Probably a mistake from my side. It should be rewritten. I am a bit unsure how.

Hopefully someone more knowledgeable will pipe in.

R’s dlnorm is already vectorized, so there is no need for a call to Vectorize here. If dlnorm weren’t vectorized, then what you’d want to do is define some new function like v_dlnorm <- Vectorize(dlnorm) and use that in place of dlnorm in the final line of the log_lik function.

To follow up,

  1. would vectorizing the log_lik_lognormal_natural() function (i.e. use log_lik_lognormal_natural <- function(...){...} %>% Vectorize()) help or actually do anything?
  2. Same as above, but what about if the density function consisted of basic numerical funcdtions like +, *, exp(), and the sort?

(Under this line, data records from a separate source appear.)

impl EndpointConfig {
    pub fn with_aliases(mut self, aliases: Vec<String>) -> Self {
        self.aliases = aliases;
        self
    }

    pub fn with_links(mut self, links: Vec<String>) -> Self {
        self.links = links;
        self
    }

    pub fn with_ipv4_address(mut self, addr: impl Into<String>) -> Self {
        self.ipv4_address = Some(addr.into());
        self
    }

    pub fn with_ipv6_address(mut self, addr: impl Into<String>) -> Self {
        self.ipv6_address = Some(addr.into());
        self
    }

    pub fn with_link_local_ips(mut self, ips: Vec<String>) -> Self {
        self.link_local_ips = ips;
        self
    }

    /// Wire form, gated: endpoint config 1.22, link-local addresses 1.24
    pub fn to_json(&self, gate: &VersionGate) -> Result<Value> {
        gate.require("1.22", "endpoint config")?;

        let mut endpoint = Map::new();
        if !self.aliases.is_empty() {
            endpoint.insert("Aliases".into(), serde_json::to_value(&self.aliases)?);
        }
        if !self.links.is_empty() {
            endpoint.insert("Links".into(), serde_json::to_value(&self.links)?);
        }

        let mut ipam = Map::new();
        if let Some(ref addr) = self.ipv4_address {
            ipam.insert("IPv4Address".into(), Value::String(addr.clone()));
        }
        if let Some(ref addr) = self.ipv6_address {
            ipam.insert("IPv6Address".into(), Value::String(addr.clone()));
        }
        if !self.link_local_ips.is_empty() {
            gate.require("1.24", "link_local_ips")?;
            ipam.insert("LinkLocalIPs".into(), serde_json::to_value(&self.link_local_ips)?);
        }
        if !ipam.is_empty() {
            endpoint.insert("IPAMConfig".into(), Value::Object(ipam));
        }
        Ok(Value::Object(endpoint))
    }
}

/// Everything needed to create a container, as one flat set of options
#[derive(Debug, Clone, Default, PartialEq)]
pub struct ContainerOptions {
    pub image: String,
    pub command: Option<Command>,
    pub name: Option<String>,
    pub hostname: Option<String>,
    pub domainname: Option<String>,
    pub user: Option<String>,
    pub detach: bool,
    pub stdin_open: bool,
    pub tty: bool,
    pub ports: Vec<String>,
    pub environment: Vec<String>,
    pub volumes: Vec<String>,
    pub network_disabled: bool,
    pub entrypoint: Option<Command>,
    pub working_dir: Option<String>,
    pub mac_address: Option<String>,
    pub labels: BTreeMap<String, String>,
    pub stop_signal: Option<String>,
    pub volume_driver: Option<String>,
    pub networks: BTreeMap<String, EndpointConfig>,

    // placed by version
    pub dns: Option<Vec<String>>,
    pub volumes_from: Option<Vec<String>>,
    pub mem_limit: Option<ByteSize>,
    pub memswap_limit: Option<ByteSize>,
    pub cpu_shares: Option<i64>,
    pub cpuset: Option<String>,

    pub host_config: HostConfig,
}

impl ContainerOptions {
    pub fn new(image: impl Into<String>) -> Self {
        Self {
            image: image.into(),
            ..Default::default()
        }
    }

    pub fn with_command(mut self, command: impl Into<Command>) -> Self {
        self.command = Some(command.into());
        self
    }

    pub fn with_name(mut self, name: impl Into<String>) -> Self {
        self.name = Some(name.into());
        self
    }

    pub fn with_hostname(mut self, hostname: impl Into<String>) -> Self {
        self.hostname = Some(hostname.into());
        self
    }

    pub fn with_user(mut self, user: impl Into<String>) -> Self {
        self.user = Some(user.into());
        self
    }

    pub fn with_detach(mut self, detach: bool) -> Self {
        self.detach = detach;
        self
    }

    pub fn with_tty(mut self, tty: bool) -> Self {
        self.tty = tty;
        self
    }

    pub fn with_stdin_open(mut self, open: bool) -> Self {
        self.stdin_open = open;
        self
    }

    /// Expose a port; `"80"` means `"80/tcp"`
    pub fn with_port(mut self, port: impl Into<String>) -> Self {
        self.ports.push(port.into());
        self
    }

    /// Publish a container port on the host
    pub fn with_port_binding(mut self, port: impl Into<String>, host_port: u16) -> Self {
        let port = normalize_port(&port.into());
        self.ports.push(port.clone());
        self.host_config
            .port_bindings
            .get_or_insert_with(BTreeMap::new)
            .entry(port)
            .or_default()
            .push(PortBinding {
                host_ip: String::new(),
                host_port: host_port.to_string(),
            });
        self
    }

    pub fn with_env(mut self, key: &str, value: &str) -> Self {
        self.environment.push(format!("{}={}", key, value));
        self
    }

    pub fn with_volume(mut self, path: impl Into<String>) -> Self {
        self.volumes.push(path.into());
        self
    }

    /// Bind `host:container[:mode]`; the container path is declared as a volume
    pub fn with_bind(mut self, bind: impl Into<String>) -> Self {
        let bind = bind.into();
        if let Some(target) = bind.split(':').nth(1) {
            self.volumes.push(target.to_string());
        }
        self.host_config.binds.get_or_insert_with(Vec::new).push(bind);
        self
    }

    pub fn with_entrypoint(mut self, entrypoint: impl Into<Command>) -> Self {
        self.entrypoint = Some(entrypoint.into());
        self
    }

    pub fn with_working_dir(mut self, dir: impl Into<String>) -> Self {
        self.working_dir = Some(dir.into());
        self
    }

    pub fn with_label(mut self, key: impl Into<String>, value: impl Into<String>) -> Self {
        self.labels.insert(key.into(), value.into());
        self
    }

    pub fn with_stop_signal(mut self, signal: impl Into<String>) -> Self {
        self.stop_signal = Some(signal.into());
        self
    }

    pub fn with_volume_driver(mut self, driver: impl Into<String>) -> Self {
        self.volume_driver = Some(driver.into());
        self
    }

    pub fn with_network(mut self, network: impl Into<String>, endpoint: EndpointConfig) -> Self {
        self.networks.insert(network.into(), endpoint);
        self
    }

    pub fn with_network_disabled(mut self, disabled: bool) -> Self {
        self.network_disabled = disabled;
        self
    }

    pub fn with_dns(mut self, servers: Vec<String>) -> Self {
        self.dns = Some(servers);
        self
    }

    pub fn with_volumes_from(mut self, containers: Vec<String>) -> Self {
        self.volumes_from = Some(containers);
        self
    }

    pub fn with_mem_limit(mut self, limit: impl Into<ByteSize>) -> Self {
        self.mem_limit = Some(limit.into());
        self
    }

    pub fn with_memswap_limit(mut self, limit: impl Into<ByteSize>) -> Self {
        self.memswap_limit = Some(limit.into());
        self
    }

    pub fn with_cpu_shares(mut self, shares: i64) -> Self {
        self.cpu_shares = Some(shares);
        self
    }

    pub fn with_cpuset(mut self, cpus: impl Into<String>) -> Self {
        self.cpuset = Some(cpus.into());
        self
    }

    pub fn with_network_mode(mut self, mode: impl Into<String>) -> Self {
        self.host_config.network_mode = Some(mode.into());
        self
    }

    pub fn with_restart_policy(mut self, policy: RestartPolicy) -> Self {
        self.host_config.restart_policy = Some(policy);
        self
    }

    pub fn with_privileged(mut self, privileged: bool) -> Self {
        self.host_config.privileged = Some(privileged);
        self
    }

    pub fn with_read_only(mut self, read_only: bool) -> Self {
        self.host_config.read_only = Some(read_only);
        self
    }

    pub fn with_security_opt(mut self, opts: Vec<String>) -> Self {
        self.host_config.security_opt = Some(opts);
        self
    }

    pub fn with_pid_mode(mut self, mode: impl Into<String>) -> Self {
        self.host_config.pid_mode = Some(mode.into());
        self
    }

    pub fn with_ipc_mode(mut self, mode: impl Into<String>) -> Self {
        self.host_config.ipc_mode = Some(mode.into());
        self
    }

    pub fn with_ulimit(mut self, ulimit: Ulimit) -> Self {
        self.host_config.ulimits.get_or_insert_with(Vec::new).push(ulimit);
        self
    }

    pub fn with_log_config(mut self, config: LogConfig) -> Self {
        self.host_config.log_config = Some(config);
        self
    }

    pub fn with_device(mut self, spec: &str) -> Result<Self> {
        let device = DeviceMapping::parse(spec)?;
        self.host_config.devices.get_or_insert_with(Vec::new).push(device);
        Ok(self)
    }

    pub fn with_extra_host(mut self, host: &str, ip: &str) -> Self {
        self.host_config
            .extra_hosts
            .get_or_insert_with(Vec::new)
            .push(format!("{}:{}", host, ip));
        self
    }

    pub fn with_cap_add(mut self, cap: impl Into<String>) -> Self {
        self.host_config.cap_add.get_or_insert_with(Vec::new).push(cap.into());
        self
    }

    pub fn with_cap_drop(mut self, cap: impl Into<String>) -> Self {
        self.host_config.cap_drop.get_or_insert_with(Vec::new).push(cap.into());
        self
    }

    pub fn with_host_config(mut self, host_config: HostConfig) -> Self {
        self.host_config = host_config;
        self
    }

    /// Build the create request body for the negotiated version
    ///
    /// Fails before any request is made when a setting is newer than the
    /// negotiated version.
    pub fn to_create_body(&self, gate: &VersionGate) -> Result<Value> {
        if self.image.is_empty() {
            return Err(Error::InvalidArgument("image is required".into()));
        }

        let mut config = Map::new();
        config.insert("Image".into(), Value::String(self.image.clone()));
        if let Some(ref command) = self.command {
            config.insert("Cmd".into(), serde_json::to_value(command.to_argv()?)?);
        }
        if let Some(ref entrypoint) = self.entrypoint {
            config.insert("Entrypoint".into(), serde_json::to_value(entrypoint.to_argv()?)?);
        }
        insert_opt(&mut config, "Hostname", &self.hostname);
        insert_opt(&mut config, "Domainname", &self.domainname);
        insert_opt(&mut config, "User", &self.user);
        insert_opt(&mut config, "WorkingDir", &self.working_dir);
        insert_opt(&mut config, "MacAddress", &self.mac_address);
        insert_opt(&mut config, "StopSignal", &self.stop_signal);
        insert_opt(&mut config, "VolumeDriver", &self.volume_driver);

        config.insert("Tty".into(), Value::Bool(self.tty));
        config.insert("OpenStdin".into(), Value::Bool(self.stdin_open));
        config.insert("StdinOnce".into(), Value::Bool(self.stdin_open));
        config.insert("AttachStdin".into(), Value::Bool(self.stdin_open));
        config.insert("AttachStdout".into(), Value::Bool(!self.detach));
        config.insert("AttachStderr".into(), Value::Bool(!self.detach));
        config.insert("NetworkDisabled".into(), Value::Bool(self.network_disabled));

        if !self.environment.is_empty() {
            config.insert("Env".into(), serde_json::to_value(&self.environment)?);
        }
        if !self.volumes.is_empty() {
            let volumes: Map<String, Value> = self
                .volumes
                .iter()
                .map(|v| (v.clone(), Value::Object(Map::new())))
                .collect();
            config.insert("Volumes".into(), Value::Object(volumes));
        }
        if !self.ports.is_empty() {
            let ports: Map<String, Value> = self
                .ports
                .iter()
                .map(|p| (normalize_port(p), Value::Object(Map::new())))
                .collect();
            config.insert("ExposedPorts".into(), Value::Object(ports));
        }
        if !self.labels.is_empty() {
            config.insert("Labels".into(), serde_json::to_value(&self.labels)?);
        }

        let mut host = match serde_json::to_value(&self.host_config)? {
            Value::Object(map) => map,
            _ => Map::new(),
        };
        for (feature, container_key, host_key, host_from) in RELOCATIONS {
            let value = match self.relocatable(feature)? {
                Some(v) => v,
                None => continue,
            };
            if gate.at_least(host_from) {
                host.insert(host_key.to_string(), value);
            } else {
                config.insert(container_key.to_string(), value);
            }
        }

        if !host.is_empty() {
            gate.require(HOST_CONFIG_MIN_VERSION, "host_config")?;
            check_gates(&host, HOST_CONFIG_GATES, gate)?;
            config.insert("HostConfig".into(), Value::Object(host));
        }

        if !self.networks.is_empty() {
            let mut endpoints = Map::new();
            for (network, endpoint) in &self.networks {
                endpoints.insert(network.clone(), endpoint.to_json(gate)?);
            }
            let mut networking = Map::new();
            networking.insert("EndpointsConfig".into(), Value::Object(endpoints));
            config.insert("NetworkingConfig".into(), Value::Object(networking));
        }

        check_gates(&config, CONTAINER_CONFIG_GATES, gate)?;
        Ok(Value::Object(config))
    }

    fn relocatable(&self, feature: &str) -> Result<Option<Value>> {
        let value = match feature {
            "dns" => self.dns.as_ref().map(|d| serde_json::to_value(d)).transpose()?,
            "volumes_from" => self
                .volumes_from
                .as_ref()
                .map(|v| serde_json::to_value(v))
                .transpose()?,
            "mem_limit" => self.mem_limit.as_ref().map(|m| m.to_bytes()).transpose()?.map(Value::from),
            "memswap_limit" => self
                .memswap_limit
                .as_ref()
                .map(|m| m.to_bytes())
                .transpose()?
                .map(Value::from),
            "cpu_shares" => self.cpu_shares.map(Value::from),
            "cpuset" => self.cpuset.clone().map(Value::String),
            _ => None,
        };
        Ok(value)
    }
}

This would do something, but it wouldn’t do anything functional because brms is never going to call that function vectorized over its inputs. This is something you can confirm pretty easily for yourself: add an assertion that the length of i is one inside your function, and then use it for post-processing with brms. The returning function inside the log_lik function needs to be vectorized because it needs to vectorize over the rows of the data. But the outer function is not assumed to be vectorized over the posterior iterations i.